- Problem
Return each line of the entries that holds the string "Ordering".

(Given entries Opens)

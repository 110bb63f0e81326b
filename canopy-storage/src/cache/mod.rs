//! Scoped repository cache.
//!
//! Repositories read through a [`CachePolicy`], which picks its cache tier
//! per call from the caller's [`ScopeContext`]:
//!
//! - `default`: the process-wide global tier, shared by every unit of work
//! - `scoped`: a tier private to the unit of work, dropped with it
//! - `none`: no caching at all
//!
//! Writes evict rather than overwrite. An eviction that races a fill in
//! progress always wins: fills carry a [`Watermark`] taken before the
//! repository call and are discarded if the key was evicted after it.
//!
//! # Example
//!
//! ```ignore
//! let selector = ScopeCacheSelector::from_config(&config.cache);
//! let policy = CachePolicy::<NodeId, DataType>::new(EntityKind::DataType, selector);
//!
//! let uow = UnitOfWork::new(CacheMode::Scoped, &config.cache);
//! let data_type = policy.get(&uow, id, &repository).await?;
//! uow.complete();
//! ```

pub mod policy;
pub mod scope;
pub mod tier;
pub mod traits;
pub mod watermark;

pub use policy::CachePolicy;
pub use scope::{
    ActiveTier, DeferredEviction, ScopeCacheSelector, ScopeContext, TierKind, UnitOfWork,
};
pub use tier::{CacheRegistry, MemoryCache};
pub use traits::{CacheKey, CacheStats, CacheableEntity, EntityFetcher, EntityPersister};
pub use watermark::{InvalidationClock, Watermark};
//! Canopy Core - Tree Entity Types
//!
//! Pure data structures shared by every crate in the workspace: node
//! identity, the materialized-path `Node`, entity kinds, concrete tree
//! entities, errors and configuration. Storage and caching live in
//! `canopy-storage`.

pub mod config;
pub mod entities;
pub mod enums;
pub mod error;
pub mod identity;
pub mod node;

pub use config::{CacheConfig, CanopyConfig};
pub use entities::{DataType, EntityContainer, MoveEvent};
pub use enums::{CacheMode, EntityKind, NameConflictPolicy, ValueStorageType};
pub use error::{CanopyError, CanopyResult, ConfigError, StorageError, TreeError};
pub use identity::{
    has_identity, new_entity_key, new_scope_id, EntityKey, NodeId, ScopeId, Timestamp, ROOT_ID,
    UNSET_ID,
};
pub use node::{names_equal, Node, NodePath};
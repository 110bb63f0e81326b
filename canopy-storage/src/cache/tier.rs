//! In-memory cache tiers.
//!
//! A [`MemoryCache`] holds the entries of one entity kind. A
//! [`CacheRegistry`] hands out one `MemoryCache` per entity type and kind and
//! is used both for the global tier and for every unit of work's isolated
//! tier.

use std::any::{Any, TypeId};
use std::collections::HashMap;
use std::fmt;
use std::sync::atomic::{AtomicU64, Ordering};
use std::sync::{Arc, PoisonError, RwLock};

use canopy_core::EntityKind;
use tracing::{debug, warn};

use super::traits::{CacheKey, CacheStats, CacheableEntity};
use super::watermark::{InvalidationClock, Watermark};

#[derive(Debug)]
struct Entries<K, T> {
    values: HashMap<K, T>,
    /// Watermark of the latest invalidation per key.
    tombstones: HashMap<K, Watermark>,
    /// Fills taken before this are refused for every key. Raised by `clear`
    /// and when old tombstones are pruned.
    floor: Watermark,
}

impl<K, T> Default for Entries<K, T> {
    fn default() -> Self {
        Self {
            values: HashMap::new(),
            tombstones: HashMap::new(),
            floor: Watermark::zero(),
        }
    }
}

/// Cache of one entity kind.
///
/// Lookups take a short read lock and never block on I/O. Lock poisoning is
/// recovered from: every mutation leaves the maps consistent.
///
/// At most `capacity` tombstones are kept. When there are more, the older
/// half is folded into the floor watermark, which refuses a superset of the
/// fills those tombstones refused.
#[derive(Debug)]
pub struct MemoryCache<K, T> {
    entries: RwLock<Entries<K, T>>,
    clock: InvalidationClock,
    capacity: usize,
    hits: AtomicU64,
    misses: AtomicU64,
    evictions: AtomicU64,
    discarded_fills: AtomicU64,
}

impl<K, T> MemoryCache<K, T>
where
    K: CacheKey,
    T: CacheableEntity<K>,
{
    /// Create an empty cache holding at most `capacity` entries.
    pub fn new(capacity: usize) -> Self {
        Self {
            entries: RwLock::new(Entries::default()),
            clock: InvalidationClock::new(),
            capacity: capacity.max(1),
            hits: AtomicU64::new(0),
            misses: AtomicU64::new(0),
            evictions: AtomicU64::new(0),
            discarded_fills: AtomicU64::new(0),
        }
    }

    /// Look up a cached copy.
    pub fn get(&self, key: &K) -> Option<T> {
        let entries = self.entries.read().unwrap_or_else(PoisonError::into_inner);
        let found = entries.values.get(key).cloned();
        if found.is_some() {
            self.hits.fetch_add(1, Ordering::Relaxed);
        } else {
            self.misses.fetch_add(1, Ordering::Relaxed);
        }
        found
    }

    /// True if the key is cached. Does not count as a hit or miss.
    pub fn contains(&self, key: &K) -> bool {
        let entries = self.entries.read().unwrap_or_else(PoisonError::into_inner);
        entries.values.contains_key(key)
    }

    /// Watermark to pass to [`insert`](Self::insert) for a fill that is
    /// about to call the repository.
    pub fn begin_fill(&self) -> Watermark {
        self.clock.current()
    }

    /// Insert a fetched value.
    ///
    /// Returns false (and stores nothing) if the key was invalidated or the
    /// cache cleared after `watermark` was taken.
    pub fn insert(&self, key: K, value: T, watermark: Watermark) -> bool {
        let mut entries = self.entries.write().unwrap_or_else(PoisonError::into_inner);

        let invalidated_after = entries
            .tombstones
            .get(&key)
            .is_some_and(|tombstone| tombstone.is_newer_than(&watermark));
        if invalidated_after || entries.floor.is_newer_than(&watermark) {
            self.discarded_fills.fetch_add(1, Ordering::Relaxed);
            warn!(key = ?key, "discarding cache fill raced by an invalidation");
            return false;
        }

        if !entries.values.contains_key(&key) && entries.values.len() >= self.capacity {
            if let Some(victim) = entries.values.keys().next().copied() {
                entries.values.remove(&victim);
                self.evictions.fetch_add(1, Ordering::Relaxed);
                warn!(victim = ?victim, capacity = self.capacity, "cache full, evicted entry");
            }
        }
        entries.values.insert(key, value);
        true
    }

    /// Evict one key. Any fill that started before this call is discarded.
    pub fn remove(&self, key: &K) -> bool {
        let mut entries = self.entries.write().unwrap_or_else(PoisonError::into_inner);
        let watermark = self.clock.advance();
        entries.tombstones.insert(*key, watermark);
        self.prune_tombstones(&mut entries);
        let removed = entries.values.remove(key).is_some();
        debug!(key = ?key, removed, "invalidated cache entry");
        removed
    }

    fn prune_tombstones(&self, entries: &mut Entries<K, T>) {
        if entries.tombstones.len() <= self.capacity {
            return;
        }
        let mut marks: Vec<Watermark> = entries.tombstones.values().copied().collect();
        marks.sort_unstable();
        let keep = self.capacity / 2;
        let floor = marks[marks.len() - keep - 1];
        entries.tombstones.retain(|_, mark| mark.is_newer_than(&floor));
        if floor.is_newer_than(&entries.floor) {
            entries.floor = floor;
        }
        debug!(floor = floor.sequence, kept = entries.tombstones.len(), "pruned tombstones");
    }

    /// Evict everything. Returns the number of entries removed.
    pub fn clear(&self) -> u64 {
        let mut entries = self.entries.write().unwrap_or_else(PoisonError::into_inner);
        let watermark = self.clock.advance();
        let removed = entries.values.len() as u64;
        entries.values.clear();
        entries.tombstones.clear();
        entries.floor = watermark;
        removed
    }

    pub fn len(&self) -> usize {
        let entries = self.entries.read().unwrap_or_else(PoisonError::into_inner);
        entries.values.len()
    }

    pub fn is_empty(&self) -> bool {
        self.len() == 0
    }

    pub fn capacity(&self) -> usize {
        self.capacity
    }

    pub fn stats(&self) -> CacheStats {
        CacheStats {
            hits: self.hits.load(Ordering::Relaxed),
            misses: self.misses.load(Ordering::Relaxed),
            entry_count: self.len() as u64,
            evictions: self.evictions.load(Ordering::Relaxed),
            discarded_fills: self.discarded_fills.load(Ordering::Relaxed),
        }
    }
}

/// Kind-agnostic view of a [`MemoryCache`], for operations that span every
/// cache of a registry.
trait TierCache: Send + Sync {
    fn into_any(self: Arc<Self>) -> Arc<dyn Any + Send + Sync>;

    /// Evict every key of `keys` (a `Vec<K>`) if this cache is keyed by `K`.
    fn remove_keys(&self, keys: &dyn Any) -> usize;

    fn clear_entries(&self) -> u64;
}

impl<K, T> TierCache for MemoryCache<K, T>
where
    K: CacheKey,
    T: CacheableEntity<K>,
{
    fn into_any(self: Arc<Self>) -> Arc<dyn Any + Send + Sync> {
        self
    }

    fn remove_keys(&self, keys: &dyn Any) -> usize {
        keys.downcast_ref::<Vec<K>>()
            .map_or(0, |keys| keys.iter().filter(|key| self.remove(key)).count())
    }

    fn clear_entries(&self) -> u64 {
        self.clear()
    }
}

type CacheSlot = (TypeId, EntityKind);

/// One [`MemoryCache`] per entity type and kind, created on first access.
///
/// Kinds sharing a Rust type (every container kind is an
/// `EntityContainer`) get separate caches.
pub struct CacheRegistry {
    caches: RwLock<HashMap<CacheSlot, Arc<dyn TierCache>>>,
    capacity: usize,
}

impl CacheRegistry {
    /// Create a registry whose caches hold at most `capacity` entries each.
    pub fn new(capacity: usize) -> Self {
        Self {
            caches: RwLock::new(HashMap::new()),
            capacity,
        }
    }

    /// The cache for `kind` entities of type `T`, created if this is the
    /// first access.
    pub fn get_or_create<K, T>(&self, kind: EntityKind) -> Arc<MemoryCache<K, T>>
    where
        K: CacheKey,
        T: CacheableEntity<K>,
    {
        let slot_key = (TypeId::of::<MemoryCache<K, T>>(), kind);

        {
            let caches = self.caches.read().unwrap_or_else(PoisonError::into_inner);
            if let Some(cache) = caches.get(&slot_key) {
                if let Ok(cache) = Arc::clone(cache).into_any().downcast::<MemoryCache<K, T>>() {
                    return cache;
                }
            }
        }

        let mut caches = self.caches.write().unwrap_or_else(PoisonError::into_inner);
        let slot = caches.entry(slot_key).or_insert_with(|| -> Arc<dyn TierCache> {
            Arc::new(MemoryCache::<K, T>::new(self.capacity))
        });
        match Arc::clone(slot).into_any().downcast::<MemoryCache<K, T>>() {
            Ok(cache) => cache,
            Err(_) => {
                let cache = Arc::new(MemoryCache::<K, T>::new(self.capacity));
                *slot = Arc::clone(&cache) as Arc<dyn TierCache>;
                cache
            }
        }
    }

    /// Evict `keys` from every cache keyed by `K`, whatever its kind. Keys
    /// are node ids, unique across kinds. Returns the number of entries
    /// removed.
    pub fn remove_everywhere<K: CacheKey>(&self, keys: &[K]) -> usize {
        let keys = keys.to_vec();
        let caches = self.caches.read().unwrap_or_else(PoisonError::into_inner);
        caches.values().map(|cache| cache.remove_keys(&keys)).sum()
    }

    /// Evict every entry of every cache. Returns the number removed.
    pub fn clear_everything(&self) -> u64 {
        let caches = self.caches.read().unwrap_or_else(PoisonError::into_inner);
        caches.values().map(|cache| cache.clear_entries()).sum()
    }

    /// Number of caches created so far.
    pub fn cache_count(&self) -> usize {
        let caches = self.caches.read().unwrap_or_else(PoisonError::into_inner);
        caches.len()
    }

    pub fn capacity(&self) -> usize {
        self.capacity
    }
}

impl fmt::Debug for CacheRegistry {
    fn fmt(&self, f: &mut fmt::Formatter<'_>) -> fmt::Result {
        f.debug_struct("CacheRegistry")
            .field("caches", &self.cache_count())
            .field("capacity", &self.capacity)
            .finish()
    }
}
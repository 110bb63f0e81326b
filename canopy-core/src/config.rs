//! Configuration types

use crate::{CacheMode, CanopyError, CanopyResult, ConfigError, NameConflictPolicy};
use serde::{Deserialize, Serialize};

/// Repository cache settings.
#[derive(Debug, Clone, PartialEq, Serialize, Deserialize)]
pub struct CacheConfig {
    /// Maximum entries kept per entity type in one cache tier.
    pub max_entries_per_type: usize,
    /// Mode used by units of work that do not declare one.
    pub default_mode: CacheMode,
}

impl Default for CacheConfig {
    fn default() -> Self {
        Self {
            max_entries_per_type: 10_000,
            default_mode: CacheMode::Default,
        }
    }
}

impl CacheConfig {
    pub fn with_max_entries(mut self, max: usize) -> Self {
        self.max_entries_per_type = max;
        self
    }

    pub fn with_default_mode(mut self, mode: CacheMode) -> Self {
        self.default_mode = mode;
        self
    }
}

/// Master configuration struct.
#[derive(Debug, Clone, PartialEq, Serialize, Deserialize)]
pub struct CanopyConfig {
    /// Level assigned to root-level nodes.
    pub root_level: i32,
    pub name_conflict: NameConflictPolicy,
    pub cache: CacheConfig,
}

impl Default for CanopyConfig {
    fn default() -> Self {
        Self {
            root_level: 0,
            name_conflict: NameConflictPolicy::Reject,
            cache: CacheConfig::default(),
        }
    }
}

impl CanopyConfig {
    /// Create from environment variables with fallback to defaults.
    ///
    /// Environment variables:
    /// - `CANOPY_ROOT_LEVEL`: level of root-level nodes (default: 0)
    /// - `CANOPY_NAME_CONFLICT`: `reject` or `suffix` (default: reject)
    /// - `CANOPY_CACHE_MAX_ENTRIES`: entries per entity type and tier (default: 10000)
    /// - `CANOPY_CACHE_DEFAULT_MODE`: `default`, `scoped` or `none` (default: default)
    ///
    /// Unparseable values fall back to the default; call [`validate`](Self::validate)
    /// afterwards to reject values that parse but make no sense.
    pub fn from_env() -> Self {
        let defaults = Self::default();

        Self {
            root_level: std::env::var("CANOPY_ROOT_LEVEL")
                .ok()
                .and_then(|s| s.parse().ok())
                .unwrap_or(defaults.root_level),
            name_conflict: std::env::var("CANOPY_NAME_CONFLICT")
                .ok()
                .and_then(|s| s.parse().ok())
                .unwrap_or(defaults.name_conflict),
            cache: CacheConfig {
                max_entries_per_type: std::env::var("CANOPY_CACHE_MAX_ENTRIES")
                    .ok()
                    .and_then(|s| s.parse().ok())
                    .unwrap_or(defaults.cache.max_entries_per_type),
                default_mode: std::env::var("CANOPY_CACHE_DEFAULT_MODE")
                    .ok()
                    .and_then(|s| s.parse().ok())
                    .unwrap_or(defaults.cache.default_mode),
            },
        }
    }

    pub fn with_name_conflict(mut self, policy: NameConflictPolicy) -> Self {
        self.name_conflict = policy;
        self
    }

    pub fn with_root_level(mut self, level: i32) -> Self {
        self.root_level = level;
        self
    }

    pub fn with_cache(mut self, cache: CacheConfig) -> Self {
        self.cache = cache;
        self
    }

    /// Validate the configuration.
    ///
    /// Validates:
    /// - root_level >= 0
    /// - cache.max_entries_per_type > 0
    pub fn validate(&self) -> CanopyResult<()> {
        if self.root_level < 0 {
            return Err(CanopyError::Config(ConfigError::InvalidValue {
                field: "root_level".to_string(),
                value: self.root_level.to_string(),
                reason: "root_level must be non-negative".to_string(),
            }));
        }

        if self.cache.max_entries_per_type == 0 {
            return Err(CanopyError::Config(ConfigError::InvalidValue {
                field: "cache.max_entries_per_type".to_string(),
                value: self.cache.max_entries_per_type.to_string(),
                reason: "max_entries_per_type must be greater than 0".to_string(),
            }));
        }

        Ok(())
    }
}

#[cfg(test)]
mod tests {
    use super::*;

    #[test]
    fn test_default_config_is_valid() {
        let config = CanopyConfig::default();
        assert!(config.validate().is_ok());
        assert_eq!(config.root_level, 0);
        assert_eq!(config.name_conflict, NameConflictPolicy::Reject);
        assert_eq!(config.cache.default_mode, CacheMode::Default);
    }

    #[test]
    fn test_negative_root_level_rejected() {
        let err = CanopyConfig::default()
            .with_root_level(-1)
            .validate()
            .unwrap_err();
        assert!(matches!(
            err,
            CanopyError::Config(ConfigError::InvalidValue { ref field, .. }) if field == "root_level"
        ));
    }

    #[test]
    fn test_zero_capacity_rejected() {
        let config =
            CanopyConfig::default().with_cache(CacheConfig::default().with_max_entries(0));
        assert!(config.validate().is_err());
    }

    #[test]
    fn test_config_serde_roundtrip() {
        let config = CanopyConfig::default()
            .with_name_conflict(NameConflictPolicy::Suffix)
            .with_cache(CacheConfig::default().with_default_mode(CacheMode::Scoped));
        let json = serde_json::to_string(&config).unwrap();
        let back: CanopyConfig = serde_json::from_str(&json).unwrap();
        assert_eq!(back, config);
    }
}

(Given entries Closes)

- Solution
use std::sync::atomic::{AtomicU64, Ordering};
            self.hits.fetch_add(1, Ordering::Relaxed);
            self.misses.fetch_add(1, Ordering::Relaxed);
            self.discarded_fills.fetch_add(1, Ordering::Relaxed);
                self.evictions.fetch_add(1, Ordering::Relaxed);
            hits: self.hits.load(Ordering::Relaxed),
            misses: self.misses.load(Ordering::Relaxed),
            evictions: self.evictions.load(Ordering::Relaxed),
            discarded_fills: self.discarded_fills.load(Ordering::Relaxed),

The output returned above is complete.